Liu Xuan, Du Wei, Tang Haibao, Gu Yingjian, Li Zhibang, Fu Xiaoyang
College of Computer Science and Technology, Jilin University, Changchun, China.
School of Computer Science, Zhuhai College of Science and Technology, Zhuhai, China.
Front Mol Biosci. 2025 Jul 30;12:1623620. doi: 10.3389/fmolb.2025.1623620. eCollection 2025.
Accurate molecular property prediction is fundamental to modern drug discovery and materials design. However, prevailing computational methods are often insufficient, as they rely on single-granularity structural representations that fail to capture the hierarchical complexity of molecular systems. To address this challenge, we propose a new approach to molecular representation learning that incorporates structural information across multiple scales. We design DFusMol (Dual Fusion with Global and Local Attention), a novel framework inspired by multi-modal learning. DFusMol employs graph encoders to capture features from both atomic-level molecular graphs and motif-level graphs derived from chemical rules. A customized global-local attention mechanism then blends these diverse features to build comprehensive molecular representations. Experiments on nine public benchmark datasets reveal that DFusMol delivers top-tier predictive performance across all tasks, outperforming state-of-the-art self-supervised learning models on six of them. By effectively integrating atomic- and motif-level information, DFusMol provides an innovative and efficient solution for molecular property prediction, enhancing representation learning methodologies and demonstrating strong potential for applications in drug design and lead compound screening.
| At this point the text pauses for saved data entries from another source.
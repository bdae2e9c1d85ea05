//! 주문 명령 구현.
//!
//! 주문 제출 명령은 게이트웨이가 연결 상태를 요구하므로 먼저 연결을
//! 수립한 뒤 제출하고, 끝나면 연결을 정리합니다. 레버리지/헤지 모드
//! 변경은 REST 단독 호출이라 연결 없이 수행합니다.

use crate::commands::session::TerminalSession;
use anyhow::Result;
use rust_decimal::Decimal;
use terminal_core::{PositionSide, Side, TimeInForce, Timeframe};

/// USD 금액 시장가 주문.
pub async fn market_order(
    session: &TerminalSession,
    symbol: &str,
    side: Side,
    usd: Decimal,
    position_side: PositionSide,
) -> Result<()> {
    session.connect_and_wait(symbol, Timeframe::M1).await?;

    let result = session
        .gateway
        .market_order_by_usd(symbol, side, usd, position_side)
        .await;
    session.supervisor.destroy();

    let order_id = result?;
    println!("시장가 주문 제출 완료: {} {} {}USD (주문 ID: {})", symbol, side, usd, order_id);
    Ok(())
}

/// USD 금액 지정가 주문.
#[allow(clippy::too_many_arguments)]
pub async fn limit_order(
    session: &TerminalSession,
    symbol: &str,
    side: Side,
    usd: Decimal,
    price: Decimal,
    position_side: PositionSide,
    time_in_force: TimeInForce,
) -> Result<()> {
    session.connect_and_wait(symbol, Timeframe::M1).await?;

    let result = session
        .gateway
        .limit_order_by_usd(symbol, side, usd, price, position_side, time_in_force)
        .await;
    session.supervisor.destroy();

    let order_id = result?;
    println!(
        "지정가 주문 제출 완료: {} {} {}USD @ {} (주문 ID: {})",
        symbol, side, usd, price, order_id
    );
    Ok(())
}

/// 포지션 청산.
pub async fn close_position(
    session: &TerminalSession,
    symbol: &str,
    position_side: PositionSide,
) -> Result<()> {
    session.connect_and_wait(symbol, Timeframe::M1).await?;

    let result = session.gateway.close_position(symbol, position_side).await;
    session.supervisor.destroy();

    match result? {
        Some(order_id) => println!("청산 주문 제출 완료: {} (주문 ID: {})", symbol, order_id),
        None => println!("청산할 포지션 없음: {}", symbol),
    }
    Ok(())
}

/// 주문 취소.
pub async fn cancel_order(session: &TerminalSession, symbol: &str, order_id: &str) -> Result<()> {
    session.gateway.cancel_order(symbol, order_id).await?;
    println!("주문 취소 완료: {} (주문 ID: {})", symbol, order_id);
    Ok(())
}

/// 레버리지 변경.
pub async fn set_leverage(session: &TerminalSession, symbol: &str, leverage: u32) -> Result<()> {
    session.gateway.set_leverage(symbol, leverage).await?;
    println!("레버리지 변경 완료: {} → {}x", symbol, leverage);
    Ok(())
}

/// 헤지 모드 설정.
pub async fn set_hedge_mode(session: &TerminalSession, enabled: bool) -> Result<()> {
    if enabled {
        session.gateway.enable_hedge_mode().await?;
        println!("헤지 모드 활성화 완료");
    } else {
        session.gateway.disable_hedge_mode().await?;
        println!("헤지 모드 비활성화 완료 (단방향 모드)");
    }
    Ok(())
}
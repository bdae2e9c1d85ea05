//! 바이낸스 선물 클라이언트 설정.

use std::fmt;

/// 바이낸스 USD-M 선물 클라이언트 설정.
///
/// # 보안
/// - `Debug` 구현은 민감 정보(`api_key`, `api_secret`)를 마스킹합니다.
#[derive(Clone)]
pub struct BinanceFuturesConfig {
    /// API 키
    pub api_key: String,
    /// API 시크릿
    pub api_secret: String,
    /// 테스트넷 사용
    pub testnet: bool,
    /// 요청 타임아웃 (초)
    pub timeout_secs: u64,
    /// 수신 윈도우 (밀리초)
    pub recv_window: u64,
    /// REST 기본 URL 오버라이드 (테스트용)
    pub rest_url_override: Option<String>,
    /// WebSocket 기본 URL 오버라이드 (테스트용)
    pub ws_url_override: Option<String>,
}

impl fmt::Debug for BinanceFuturesConfig {
    fn fmt(&self, f: &mut fmt::Formatter<'_>) -> fmt::Result {
        let masked_key = if self.api_key.len() > 8 {
            format!(
                "{}...{}",
                &self.api_key[..4],
                &self.api_key[self.api_key.len() - 4..]
            )
        } else {
            "***REDACTED***".to_string()
        };

        f.debug_struct("BinanceFuturesConfig")
            .field("api_key", &masked_key)
            .field("api_secret", &"***REDACTED***")
            .field("testnet", &self.testnet)
            .field("timeout_secs", &self.timeout_secs)
            .field("recv_window", &self.recv_window)
            .finish()
    }
}

impl BinanceFuturesConfig {
    /// 새 설정 생성.
    pub fn new(api_key: String, api_secret: String) -> Self {
        Self {
            api_key,
            api_secret,
            testnet: false,
            timeout_secs: 10,
            recv_window: 5000,
            rest_url_override: None,
            ws_url_override: None,
        }
    }

    /// 테스트넷 사용.
    pub fn with_testnet(mut self, testnet: bool) -> Self {
        self.testnet = testnet;
        self
    }

    /// REST 기본 URL을 교체합니다 (테스트용).
    pub fn with_rest_url(mut self, url: impl Into<String>) -> Self {
        self.rest_url_override = Some(url.into());
        self
    }

    /// WebSocket 기본 URL을 교체합니다 (테스트용).
    pub fn with_ws_url(mut self, url: impl Into<String>) -> Self {
        self.ws_url_override = Some(url.into());
        self
    }

    /// 환경 변수에서 생성.
    ///
    /// `BINANCE_FUTURES_API_KEY` / `BINANCE_FUTURES_API_SECRET`가 없으면
    /// `None`을 반환합니다. `BINANCE_FUTURES_TESTNET=true`로 테스트넷을
    /// 선택합니다.
    pub fn from_env() -> Option<Self> {
        let api_key = std::env::var("BINANCE_FUTURES_API_KEY").ok()?;
        let api_secret = std::env::var("BINANCE_FUTURES_API_SECRET").ok()?;
        let testnet = std::env::var("BINANCE_FUTURES_TESTNET")
            .map(|v| v.to_lowercase() == "true")
            .unwrap_or(false);

        Some(Self::new(api_key, api_secret).with_testnet(testnet))
    }

    /// REST API 기본 URL 반환.
    pub fn rest_base_url(&self) -> &str {
        if let Some(url) = &self.rest_url_override {
            return url;
        }
        if self.testnet {
            "https://testnet.binancefuture.com"
        } else {
            "https://fapi.binance.com"
        }
    }

    /// WebSocket 기본 URL 반환.
    pub fn ws_base_url(&self) -> &str {
        if let Some(url) = &self.ws_url_override {
            return url;
        }
        if self.testnet {
            "wss://stream.binancefuture.com/ws"
        } else {
            "wss://fstream.binance.com/ws"
        }
    }
}
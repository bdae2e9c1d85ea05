//! 거래소 에러 타입.

use rust_decimal::Decimal;
use thiserror::Error;

/// 거래소 작업 결과 타입.
pub type ExchangeResult<T> = Result<T, ExchangeError>;

/// 거래소 관련 에러.
#[derive(Debug, Error)]
pub enum ExchangeError {
    /// 네트워크/연결 에러
    #[error("Network error: {0}")]
    NetworkError(String),

    /// 거래소 연결 끊김
    #[error("Disconnected: {0}")]
    Disconnected(String),

    /// 인증/권한 에러
    #[error("Unauthorized: {0}")]
    Unauthorized(String),

    /// 요청 한도 초과
    #[error("Rate limit exceeded")]
    RateLimited,

    /// API 에러 코드
    #[error("API error {code}: {message}")]
    ApiError { code: i32, message: String },

    /// 파싱/역직렬화 에러
    #[error("Parse error: {0}")]
    ParseError(String),

    /// 유효하지 않은 요청 파라미터
    #[error("Invalid parameter: {0}")]
    InvalidParameter(String),

    /// 최소 주문 수량 미달
    #[error("Order too small: quantity {quantity} below minimum {min_qty}")]
    OrderTooSmall { quantity: Decimal, min_qty: Decimal },

    /// 연결 수립 전 주문 시도
    #[error("Not connected to exchange")]
    NotConnected,

    /// 타임스탬프 동기화 에러
    #[error("Timestamp error: {0}")]
    TimestampError(String),

    /// 잔고 부족
    #[error("Insufficient balance: {0}")]
    InsufficientBalance(String),

    /// 주문을 찾을 수 없음
    #[error("Order not found: {0}")]
    OrderNotFound(String),

    /// 심볼을 찾을 수 없음
    #[error("Symbol not found: {0}")]
    SymbolNotFound(String),

    /// WebSocket 에러
    #[error("WebSocket error: {0}")]
    WebSocket(String),

    /// 타임아웃
    #[error("Request timeout: {0}")]
    Timeout(String),

    /// 알 수 없는 에러
    #[error("Unknown error: {0}")]
    Unknown(String),
}

impl ExchangeError {
    /// 재시도 가능한 에러인지 확인.
    pub fn is_retryable(&self) -> bool {
        matches!(
            self,
            ExchangeError::NetworkError(_)
                | ExchangeError::Disconnected(_)
                | ExchangeError::RateLimited
                | ExchangeError::Timeout(_)
                | ExchangeError::WebSocket(_)
                | ExchangeError::TimestampError(_)
        )
    }

    /// 호출자 검증 에러인지 확인 (제출 전에 거부됨).
    pub fn is_validation(&self) -> bool {
        matches!(
            self,
            ExchangeError::InvalidParameter(_) | ExchangeError::OrderTooSmall { .. }
        )
    }

    /// 인증 에러인지 확인.
    pub fn is_auth_error(&self) -> bool {
        matches!(self, ExchangeError::Unauthorized(_))
    }
}

impl From<reqwest::Error> for ExchangeError {
    fn from(err: reqwest::Error) -> Self {
        if err.is_timeout() {
            ExchangeError::Timeout(err.to_string())
        } else if err.is_connect() {
            ExchangeError::NetworkError(err.to_string())
        } else {
            ExchangeError::Unknown(err.to_string())
        }
    }
}

impl From<serde_json::Error> for ExchangeError {
    fn from(err: serde_json::Error) -> Self {
        ExchangeError::ParseError(err.to_string())
    }
}

#[cfg(test)]
mod tests {
    use super::*;
    use rust_decimal_macros::dec;

    #[test]
    fn test_retryable() {
        assert!(ExchangeError::NetworkError("reset".into()).is_retryable());
        assert!(ExchangeError::RateLimited.is_retryable());
        assert!(!ExchangeError::Unauthorized("bad key".into()).is_retryable());
        assert!(!ExchangeError::NotConnected.is_retryable());
    }

    #[test]
    fn test_validation() {
        let too_small = ExchangeError::OrderTooSmall {
            quantity: dec!(0.0001),
            min_qty: dec!(0.001),
        };
        assert!(too_small.is_validation());
        assert!(ExchangeError::InvalidParameter("usd must be positive".into()).is_validation());
        assert!(!ExchangeError::RateLimited.is_validation());
    }
}
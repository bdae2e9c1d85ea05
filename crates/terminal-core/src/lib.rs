//! # Terminal Core
//!
//! 선물 터미널의 핵심 도메인 모델 및 타입을 제공합니다.
//!
//! 이 크레이트는 터미널 시스템 전반에서 사용되는 기본 타입을 제공합니다:
//! - 캔들스틱 시장 데이터 구조체
//! - 포지션 추적
//! - 주문 요청 타입
//! - 심볼 필터 (수량/가격 단위 제약)
//! - 설정 관리
//! - 로깅 인프라

pub mod config;
pub mod domain;
pub mod logging;
pub mod types;

pub use config::*;
pub use domain::*;
pub use logging::*;
pub use types::*;
//! # Terminal Exchange
//!
//! 바이낸스 USD-M 선물 연결 계층.
//!
//! 이 크레이트는 터미널과 거래소 사이의 모든 연결 책임을 담당합니다:
//! - 연결 수명주기 상태 머신과 지수 백오프 재연결
//! - 리슨 키 세션 관리 (획득 + 주기적 갱신)
//! - 단일 WebSocket으로 시장/계좌 스트림 다중화
//! - 포지션 스냅샷 동기화
//! - USD 명목 금액 기반 주문 사이징과 주문 게이트웨이
//! - 최신값 재생(replay-latest) 발행 버스

pub mod backoff;
pub mod bus;
pub mod connector;
pub mod error;
pub mod gateway;
pub mod positions;
pub mod sizing;
pub mod traits;

pub use backoff::ReconnectPolicy;
pub use bus::{ConnectionState, PublicationBus};
pub use connector::binance::{
    BinanceFuturesClient, BinanceFuturesConfig, BinanceSessionFactory, ConnectionSupervisor,
    ListenKeyManager, StreamRouter,
};
pub use error::{ExchangeError, ExchangeResult};
pub use gateway::OrderGateway;
pub use positions::PositionSynchronizer;
pub use sizing::OrderSizingEngine;
pub use traits::{AccountEvent, FuturesApi, Session, SessionFactory, StreamHandles};
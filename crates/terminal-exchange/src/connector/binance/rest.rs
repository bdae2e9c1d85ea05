//! 바이낸스 USD-M 선물 REST 클라이언트.
//!
//! 공개/키 인증/서명 요청 헬퍼와 `FuturesApi` 구현.
//! 서명 요청은 쿼리 문자열에 HMAC-SHA256 서명을 붙이고
//! `X-MBX-APIKEY` 헤더로 키를 전달합니다.

use crate::connector::binance::config::BinanceFuturesConfig;
use crate::connector::binance::models::{
    AccountResponse, BinanceErrorBody, ExchangeInfo, IgnoredResponse, ListenKeyResponse,
    OrderResponse, PriceTicker, RestKline,
};
use crate::error::{ExchangeError, ExchangeResult};
use crate::traits::FuturesApi;
use async_trait::async_trait;
use hmac::{Hmac, Mac};
use reqwest::{Client, Method};
use rust_decimal::Decimal;
use serde::Deserialize;
use sha2::Sha256;
use std::time::{SystemTime, UNIX_EPOCH};
use terminal_core::{Candle, OrderRequest, OrderType, Position, SymbolFilters, Timeframe};
use tracing::{debug, error};

type HmacSha256 = Hmac<Sha256>;

/// 바이낸스 선물 REST 클라이언트.
pub struct BinanceFuturesClient {
    config: BinanceFuturesConfig,
    client: Client,
}

impl BinanceFuturesClient {
    /// 새 클라이언트 생성.
    ///
    /// # Errors
    /// HTTP 클라이언트 생성에 실패하면 `ExchangeError::NetworkError`를 반환합니다.
    pub fn new(config: BinanceFuturesConfig) -> ExchangeResult<Self> {
        let client = Client::builder()
            .timeout(std::time::Duration::from_secs(config.timeout_secs))
            .build()
            .map_err(|e| ExchangeError::NetworkError(format!("HTTP client build failed: {}", e)))?;

        Ok(Self { config, client })
    }

    /// 환경 변수에서 생성.
    pub fn from_env() -> Option<Self> {
        BinanceFuturesConfig::from_env().and_then(|config| Self::new(config).ok())
    }

    /// 설정을 반환합니다.
    pub fn config(&self) -> &BinanceFuturesConfig {
        &self.config
    }

    /// 현재 타임스탬프(밀리초) 반환.
    fn timestamp_ms() -> ExchangeResult<u64> {
        SystemTime::now()
            .duration_since(UNIX_EPOCH)
            .map(|d| d.as_millis() as u64)
            .map_err(|e| ExchangeError::TimestampError(e.to_string()))
    }

    /// HMAC-SHA256으로 쿼리 문자열 서명.
    fn sign(&self, query: &str) -> ExchangeResult<String> {
        let mut mac = HmacSha256::new_from_slice(self.config.api_secret.as_bytes())
            .map_err(|e| ExchangeError::Unauthorized(format!("Invalid API secret: {}", e)))?;
        mac.update(query.as_bytes());
        Ok(hex::encode(mac.finalize().into_bytes()))
    }

    /// 파라미터에서 쿼리 문자열 생성.
    fn build_query(params: &[(&str, String)]) -> String {
        params
            .iter()
            .map(|(k, v)| format!("{}={}", k, v))
            .collect::<Vec<_>>()
            .join("&")
    }

    /// 공개 API 요청 (인증 불필요).
    async fn public_get<T: for<'de> Deserialize<'de>>(
        &self,
        endpoint: &str,
        params: &[(&str, String)],
    ) -> ExchangeResult<T> {
        let url = format!("{}{}", self.config.rest_base_url(), endpoint);
        let query = Self::build_query(params);

        let full_url = if query.is_empty() {
            url
        } else {
            format!("{}?{}", url, query)
        };

        debug!("GET {}", endpoint);

        let response = self
            .client
            .get(&full_url)
            .send()
            .await
            .map_err(|e| ExchangeError::NetworkError(e.to_string()))?;

        self.handle_response(response).await
    }

    /// API 키 헤더만 필요한 요청 (리슨 키 엔드포인트).
    async fn keyed_request<T: for<'de> Deserialize<'de>>(
        &self,
        method: Method,
        endpoint: &str,
    ) -> ExchangeResult<T> {
        let url = format!("{}{}", self.config.rest_base_url(), endpoint);

        debug!("{} (keyed) {}", method, endpoint);

        let response = self
            .client
            .request(method, &url)
            .header("X-MBX-APIKEY", &self.config.api_key)
            .send()
            .await
            .map_err(|e| ExchangeError::NetworkError(e.to_string()))?;

        self.handle_response(response).await
    }

    /// 서명된 GET 요청.
    async fn signed_get<T: for<'de> Deserialize<'de>>(
        &self,
        endpoint: &str,
        params: &[(&str, String)],
    ) -> ExchangeResult<T> {
        let full_url = self.signed_url(endpoint, params)?;

        debug!("GET (signed) {}", endpoint);

        let response = self
            .client
            .get(&full_url)
            .header("X-MBX-APIKEY", &self.config.api_key)
            .send()
            .await
            .map_err(|e| ExchangeError::NetworkError(e.to_string()))?;

        self.handle_response(response).await
    }

    /// 서명된 POST 요청.
    async fn signed_post<T: for<'de> Deserialize<'de>>(
        &self,
        endpoint: &str,
        params: &[(&str, String)],
    ) -> ExchangeResult<T> {
        let url = format!("{}{}", self.config.rest_base_url(), endpoint);
        let body = self.signed_query(params)?;

        debug!("POST (signed) {}", endpoint);

        let response = self
            .client
            .post(&url)
            .header("X-MBX-APIKEY", &self.config.api_key)
            .header("Content-Type", "application/x-www-form-urlencoded")
            .body(body)
            .send()
            .await
            .map_err(|e| ExchangeError::NetworkError(e.to_string()))?;

        self.handle_response(response).await
    }

    /// 서명된 DELETE 요청.
    async fn signed_delete<T: for<'de> Deserialize<'de>>(
        &self,
        endpoint: &str,
        params: &[(&str, String)],
    ) -> ExchangeResult<T> {
        let full_url = self.signed_url(endpoint, params)?;

        debug!("DELETE (signed) {}", endpoint);

        let response = self
            .client
            .delete(&full_url)
            .header("X-MBX-APIKEY", &self.config.api_key)
            .send()
            .await
            .map_err(|e| ExchangeError::NetworkError(e.to_string()))?;

        self.handle_response(response).await
    }

    /// timestamp/recvWindow/signature가 붙은 쿼리 문자열을 만듭니다.
    fn signed_query(&self, params: &[(&str, String)]) -> ExchangeResult<String> {
        let mut all_params = params.to_vec();
        let timestamp = Self::timestamp_ms()?.to_string();
        let recv_window = self.config.recv_window.to_string();
        all_params.push(("timestamp", timestamp));
        all_params.push(("recvWindow", recv_window));

        let query = Self::build_query(&all_params);
        let signature = self.sign(&query)?;
        Ok(format!("{}&signature={}", query, signature))
    }

    /// 서명된 전체 URL을 만듭니다.
    fn signed_url(&self, endpoint: &str, params: &[(&str, String)]) -> ExchangeResult<String> {
        let url = format!("{}{}", self.config.rest_base_url(), endpoint);
        let query = self.signed_query(params)?;
        Ok(format!("{}?{}", url, query))
    }

    /// API 응답 처리.
    async fn handle_response<T: for<'de> Deserialize<'de>>(
        &self,
        response: reqwest::Response,
    ) -> ExchangeResult<T> {
        let status = response.status();
        let body = response
            .text()
            .await
            .map_err(|e| ExchangeError::NetworkError(e.to_string()))?;

        if status.is_success() {
            serde_json::from_str(&body).map_err(|e| {
                error!("Failed to parse response: {} - Body: {}", e, body);
                ExchangeError::ParseError(e.to_string())
            })
        } else {
            // 에러 응답 파싱 시도
            if let Ok(error) = serde_json::from_str::<BinanceErrorBody>(&body) {
                Err(Self::map_error_code(error.code, &error.msg))
            } else {
                Err(ExchangeError::ApiError {
                    code: status.as_u16() as i32,
                    message: body,
                })
            }
        }
    }

    /// 바이낸스 에러 코드를 ExchangeError로 매핑.
    fn map_error_code(code: i32, msg: &str) -> ExchangeError {
        match code {
            -1000 => ExchangeError::Unknown(msg.to_string()),
            -1001 => ExchangeError::Disconnected(msg.to_string()),
            -1002 | -2014 | -2015 => ExchangeError::Unauthorized(msg.to_string()),
            -1003 => ExchangeError::RateLimited,
            -1013 | -1111 | -4003 => ExchangeError::InvalidParameter(msg.to_string()),
            -1021 => ExchangeError::TimestampError(msg.to_string()),
            -1121 => ExchangeError::SymbolNotFound(msg.to_string()),
            -2010 => ExchangeError::InsufficientBalance(msg.to_string()),
            -2011 | -2013 => ExchangeError::OrderNotFound(msg.to_string()),
            _ => ExchangeError::ApiError {
                code,
                message: msg.to_string(),
            },
        }
    }
}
准确的分子性质预测是现代药物发现和材料设计的基础。然而,现有的计算方法往往并不充分,因为它们依赖于单一粒度的结构表示,无法捕捉分子系统的层次复杂性。为应对这一挑战,我们提出了一种新的分子表示学习方法,该方法整合了多个尺度的结构信息。我们设计了DFusMol(具有全局和局部注意力的双重融合),这是一个受多模态学习启发的新颖框架。DFusMol采用图编码器从原子级分子图和源自化学规则的基序级图中提取特征。然后,一种定制的全局-局部注意力机制将这些不同的特征融合在一起,以构建全面的分子表示。在九个公共基准数据集上进行的实验表明,DFusMol在所有任务中都具有顶级的预测性能,在其中六个数据集上优于当前最先进的自监督学习模型。通过有效地整合原子级和基序级信息,DFusMol为分子性质预测提供了一种创新且高效的解决方案,改进了表示学习方法,并在药物设计和先导化合物筛选中展现出强大的应用潜力。